*GOAL OF THE EXERCISE*: Report the number of lines in the data where the word "frequencies" appears, and add no other text.

*DATA FOR THIS EXERCISE*:
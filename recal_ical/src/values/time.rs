use nom::combinator::{map, opt};
use nom::error::context;
use nom::sequence::tuple;

use nom::bytes::complete::take_while_m_n;

use crate::grammar::latin_capital_letter_z;

use crate::{ICalendarEntity, ParserError, ParserInput, ParserResult, impl_icalendar_entity_traits, map_err_message};

/// Parse time-hour chars.
///
/// time-hour    = 2DIGIT        ;00-23
pub fn time_hour(input: ParserInput) -> ParserResult<u32> {
    parse_time_component(input, 23, "expected hour between 00-23")
}

/// Parse time-minute chars.
///
/// time-minute  = 2DIGIT        ;00-59
pub fn time_minute(input: ParserInput) -> ParserResult<u32> {
    parse_time_component(input, 59, "expected minute between 00-59")
}

/// Parse time-second chars.
///
/// time-second  = 2DIGIT        ;00-60
/// ;The "60" value is used to account for positive "leap" seconds.
pub fn time_second(input: ParserInput) -> ParserResult<u32> {
    parse_time_component(input, 60, "expected second between 00-60")
}

fn parse_time_component<'a>(input: ParserInput<'a>, max_value: u32, expectation: &str) -> ParserResult<'a, u32> {
    let (remaining, digits) = take_while_m_n(2, 2, |value: char| value.is_ascii_digit())(input)?;

    let Ok(parsed_value) = digits.to_string().parse::<u32>() else {
        return Err(
            nom::Err::Error(
                ParserError::new(String::from("invalid time"), input)
            )
        );
    };

    if parsed_value > max_value {
        return Err(
            nom::Err::Error(
                ParserError::new(String::from(expectation), input)
            )
        );
    }

    Ok((remaining, parsed_value))
}

// Value Name:  TIME
//
// Purpose:  This value type is used to identify values that contain a
//    time of day.
//
// Format Definition:  This value type is defined by the following
//    notation:
//
//     time         = time-hour time-minute time-second [time-utc]
//
//     time-utc     = "Z"
#[derive(Debug, Clone, Eq, PartialEq, Hash)]
pub struct Time {
    pub hour: u32,
    pub minute: u32,
    pub second: u32,
    pub is_utc: bool,
}

impl ICalendarEntity for Time {
    fn parse_ical(input: ParserInput) -> ParserResult<Self>
    where
        Self: Sized
    {
        context(
            "TIME",
            map(
                map_err_message!(
                    tuple((time_hour, time_minute, time_second, opt(latin_capital_letter_z))),
                    "expected iCalendar RFC-5545 TIME (HHMMSS with optional Z suffix)",
                ),
                |(hour, minute, second, utc_suffix)| {
                    Self {
                        hour,
                        minute,
                        second,
                        is_utc: utc_suffix.is_some(),
                    }
                },
            )
        )(input)
    }

    fn render_ical(&self) -> String {
        if self.is_utc {
            format!("{:02}{:02}{:02}Z", self.hour, self.minute, self.second)
        } else {
            format!("{:02}{:02}{:02}", self.hour, self.minute, self.second)
        }
    }
}

impl_icalendar_entity_traits!(Time);
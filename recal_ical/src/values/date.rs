use nom::combinator::map;
use nom::error::context;
use nom::sequence::tuple;

use nom::bytes::complete::take_while_m_n;

use crate::{ICalendarEntity, ParserError, ParserInput, ParserResult, impl_icalendar_entity_traits, map_err_message};

/// Parse date-fullyear chars.
///
/// # Examples
///
/// ```rust
/// use recal_ical::values::date::date_fullyear;
///
/// assert!(date_fullyear("2025".into()).is_ok());
/// assert!(date_fullyear("0000".into()).is_ok());
///
/// assert!(date_fullyear("202".into()).is_err());
/// assert!(date_fullyear(":".into()).is_err());
/// ```
///
/// date-fullyear      = 4DIGIT
pub fn date_fullyear(input: ParserInput) -> ParserResult<i32> {
    let (remaining, year) = take_while_m_n(4, 4, |value: char| value.is_ascii_digit())(input)?;

    let Ok(parsed_year) = year.to_string().parse::<i32>() else {
        return Err(
            nom::Err::Error(
                ParserError::new(String::from("invalid year"), input)
            )
        );
    };

    Ok((remaining, parsed_year))
}

/// Parse date-month chars.
///
/// # Examples
///
/// ```rust
/// use recal_ical::values::date::date_month;
///
/// assert!(date_month("01".into()).is_ok());
/// assert!(date_month("12".into()).is_ok());
///
/// assert!(date_month("00".into()).is_err());
/// assert!(date_month("13".into()).is_err());
/// ```
///
/// date-month         = 2DIGIT        ;01-12
pub fn date_month(input: ParserInput) -> ParserResult<u32> {
    let (remaining, month) = take_while_m_n(2, 2, |value: char| value.is_ascii_digit())(input)?;

    let Ok(parsed_month) = month.to_string().parse::<u32>() else {
        return Err(
            nom::Err::Error(
                ParserError::new(String::from("invalid month"), input)
            )
        );
    };

    if !(1..=12).contains(&parsed_month) {
        return Err(
            nom::Err::Error(
                ParserError::new(String::from("expected month between 01-12"), input)
            )
        );
    }

    Ok((remaining, parsed_month))
}

/// Parse date-mday chars.
///
/// # Examples
///
/// ```rust
/// use recal_ical::values::date::date_mday;
///
/// assert!(date_mday("01".into()).is_ok());
/// assert!(date_mday("31".into()).is_ok());
///
/// assert!(date_mday("00".into()).is_err());
/// assert!(date_mday("32".into()).is_err());
/// ```
///
/// date-mday          = 2DIGIT        ;01-28, 01-29, 01-30, 01-31
///                                    ;based on month/year
pub fn date_mday(input: ParserInput) -> ParserResult<u32> {
    let (remaining, mday) = take_while_m_n(2, 2, |value: char| value.is_ascii_digit())(input)?;

    let Ok(parsed_mday) = mday.to_string().parse::<u32>() else {
        return Err(
            nom::Err::Error(
                ParserError::new(String::from("invalid month day"), input)
            )
        );
    };

    if !(1..=31).contains(&parsed_mday) {
        return Err(
            nom::Err::Error(
                ParserError::new(String::from("expected month day between 01-31"), input)
            )
        );
    }

    Ok((remaining, parsed_mday))
}

// Value Name:  DATE
//
// Purpose:  This value type is used to identify values that contain a
//    calendar date.
//
// Format Definition:  This value type is defined by the following
//    notation:
//
//     date               = date-value
//
//     date-value         = date-fullyear date-month date-mday
#[derive(Debug, Clone, Eq, PartialEq, Hash)]
pub struct Date {
    pub year: i32,
    pub month: u32,
    pub day: u32,
}

impl ICalendarEntity for Date {
    fn parse_ical(input: ParserInput) -> ParserResult<Self>
    where
        Self: Sized
    {
        context(
            "DATE",
            map(
                map_err_message!(
                    tuple((date_fullyear, date_month, date_mday)),
                    "expected iCalendar RFC-5545 DATE (YYYYMMDD)",
                ),
                |(year, month, day)| {
                    Self { year, month, day }
                },
            )
        )(input)
    }

    fn render_ical(&self) -> String {
        format!("{:04}{:02}{:02}", self.year, self.month, self.day)
    }

    fn validate(&self) -> Result<(), String> {
        if chrono::NaiveDate::from_ymd_opt(self.year, self.month, self.day).is_none() {
            return Err(format!("invalid date: {}", self.render_ical()));
        }

        Ok(())
    }
}

impl Date {
    pub fn to_naive_date(&self) -> Option<chrono::NaiveDate> {
        chrono::NaiveDate::from_ymd_opt(self.year, self.month, self.day)
    }
}

impl_icalendar_entity_traits!(Date);
pub mod grammar;
pub mod values;

#[derive(Clone, Debug, PartialEq)]
pub struct ParserError<'a> {
    span: ParserInput<'a>,
    message: Option<String>,
    context: Vec<String>,
}

impl<'a> std::fmt::Display for ParserError<'a> {
    fn fmt(&self, f: &mut std::fmt::Formatter<'_>) -> std::fmt::Result {
        let message = self.message.clone().unwrap_or(String::from("-"));

        if self.context.is_empty() {
            write!(f, "Error: {message}")
        } else {
            let context = self.context.join(" <- ");

            write!(f, "Error: {message} in {context}")
        }
    }
}

impl<'a> ParserError<'a> {
    pub fn new(message: String, span: ParserInput<'a>) -> Self {
        Self {
            span,
            message: Some(message),
            context: Vec::new(),
        }
    }

    pub fn span(&self) -> &ParserInput {
        &self.span
    }

    pub fn message(&self) -> Option<&String> {
        self.message.as_ref()
    }

    pub fn offset(&self) -> usize {
        self.span().location_offset()
    }
}

impl<'a> nom::error::ParseError<ParserInput<'a>> for ParserError<'a> {
    fn from_error_kind(input: ParserInput<'a>, kind: nom::error::ErrorKind) -> Self {
        Self::new(
            format!("parse error {:?}", kind),
            input,
        )
    }

    fn append(_input: ParserInput<'a>, _kind: nom::error::ErrorKind, other: Self) -> Self {
        other
    }

    fn from_char(input: ParserInput<'a>, unexpected: char) -> Self {
        Self::new(
            format!("unexpected character '{}'", unexpected),
            input,
        )
    }
}

impl<'a> nom::error::ContextError<ParserInput<'a>> for ParserError<'a> {
    fn add_context(_input: ParserInput, context: &'static str, mut other: Self) -> Self {
        other.context.push(String::from(context));
        other
    }
}

impl<'a, E> nom::error::FromExternalError<ParserInput<'a>, E> for ParserError<'a>
where
    E: ToString,
{
    /// Create a new error from an input position and an external error
    fn from_external_error(input: ParserInput<'a>, _kind: nom::error::ErrorKind, error: E) -> Self {
        Self::new(error.to_string(), input)
    }
}

/// Flattens a `ParserError` into a single-line message with input offset
/// information, suitable for surfacing verbatim to an API caller.
pub fn convert_error<I: core::ops::Deref<Target = str>>(_input: I, error: ParserError) -> std::string::String {
    error.to_string()
}

pub type ParserInput<'a> = nom_locate::LocatedSpan<&'a str>;
pub type ParserResult<'a, O> = nom::IResult<ParserInput<'a>, O, ParserError<'a>>;

pub trait ICalendarEntity {
    fn parse_ical(input: ParserInput) -> ParserResult<Self>
    where
        Self: Sized;

    fn render_ical(&self) -> String;

    fn validate(&self) -> Result<(), String> {
        Ok(())
    }
}

impl<T> ICalendarEntity for Option<T>
where
    T: ICalendarEntity,
{
    fn parse_ical(input: ParserInput) -> ParserResult<Self> {
        T::parse_ical(input).map(|(remaining, parsed)| (remaining, Some(parsed)))
    }

    fn render_ical(&self) -> String {
        if let Some(entity) = self {
            entity.render_ical()
        } else {
            String::new()
        }
    }
}

#[macro_export]
macro_rules! impl_icalendar_entity_traits {
    ($entity:ident) => {
        impl std::str::FromStr for $entity {
            type Err = String;

            fn from_str(input: &str) -> Result<Self, Self::Err> {
                let parser_result = nom::combinator::all_consuming(Self::parse_ical)(input.into());

                match parser_result {
                    Ok((_remaining, value)) => Ok(value),

                    Err(error) => {
                        match error {
                            nom::Err::Error(error) | nom::Err::Failure(error) => {
                                Err($crate::convert_error(input, error))
                            }

                            _ => Err(error.to_string()),
                        }
                    }
                }
            }
        }

        impl std::fmt::Display for $entity {
            fn fmt(&self, f: &mut std::fmt::Formatter<'_>) -> std::fmt::Result {
                write!(f, "{}", self.render_ical())
            }
        }
    }
}

/// Overrides the error message of the wrapped parser, keeping the original
/// input position.
#[macro_export]
macro_rules! map_err_message {
    ($parser:expr, $message:expr $(,)*) => {
        $crate::map_err_message_helper($parser, $message)
    }
}

/// Helper invoked by [`map_err_message!`]. Pulled out into a generic
/// function (rather than an inline closure) so the input and output
/// lifetimes are tied together by a single named lifetime parameter
/// instead of being inferred separately by the compiler.
pub fn map_err_message_helper<'a, O>(
    mut parser: impl FnMut(ParserInput<'a>) -> ParserResult<'a, O>,
    message: impl Into<String>,
) -> impl FnMut(ParserInput<'a>) -> ParserResult<'a, O> {
    let message = message.into();

    move |input: ParserInput<'a>| {
        match parser(input) {
            Err(nom::Err::Error(_error)) => {
                Err(
                    nom::Err::Error(
                        ParserError::new(message.clone(), input)
                    )
                )
            }

            Err(nom::Err::Failure(_error)) => {
                Err(
                    nom::Err::Failure(
                        ParserError::new(message.clone(), input)
                    )
                )
            }

            result => result,
        }
    }
}

#[cfg(test)]
mod tests {
    #[macro_export]
    macro_rules! assert_parser_output {
        ($subject:expr, ($remaining:expr, $expected:expr $(,)*) $(,)*) => {
            let result = $subject;

            let Ok((remaining, parsed_value)) = result else {
                panic!("Expected to be Ok, Actual: {:#?}", result);
            };

            pretty_assertions_sorted::assert_eq!(remaining.to_string(), String::from($remaining));
            pretty_assertions_sorted::assert_eq_sorted!(parsed_value, $expected);
        }
    }

    #[macro_export]
    macro_rules! assert_parser_error {
        ($subject:expr, $expected_message:expr $(,)*) => {
            let result = $subject;

            let Err(nom::Err::Error(error) | nom::Err::Failure(error)) = result else {
                panic!("Expected to be Err, Actual: {:#?}", result);
            };

            pretty_assertions_sorted::assert_eq!(error.to_string(), String::from($expected_message));
        }
    }

    pub use assert_parser_output;
    pub use assert_parser_error;
}
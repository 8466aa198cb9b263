use recal_ical::values::recur::Frequency;

/// Hard ceiling on MINUTELY candidate evaluations per expansion call.
pub const MINUTELY_HARD_CAP: usize = 1440;

/// Hard ceiling on SECONDLY candidate evaluations per expansion call.
pub const SECONDLY_HARD_CAP: usize = 3600;

/// The maximum number of candidate evaluations one expansion call may spend.
///
/// An explicit COUNT is the rule author's stated intent and is used as-is.
/// Otherwise the caller's requested maximum is scaled per frequency: sparse
/// BYxxx filters can make a frequency evaluate many candidates per match
/// (e.g. `FREQ=DAILY;BYDAY=MO;BYSETPOS=-1` matches roughly one candidate in
/// four weeks), so the day-grained frequencies get headroom, while the
/// sub-day frequencies are clamped to hard caps that a caller request can
/// lower but never raise.
pub fn iteration_cap(freq: Frequency, count: Option<u32>, requested_max: usize) -> usize {
    if let Some(count) = count {
        return count as usize;
    }

    match freq {
        Frequency::Daily => requested_max.saturating_mul(20),
        Frequency::Weekly => requested_max.saturating_mul(10),
        Frequency::Hourly => requested_max.saturating_mul(2),
        Frequency::Minutely => requested_max.min(MINUTELY_HARD_CAP),
        Frequency::Secondly => requested_max.min(SECONDLY_HARD_CAP),
        Frequency::Monthly | Frequency::Yearly => requested_max,
    }
}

*EXERCISE RESULT*: 2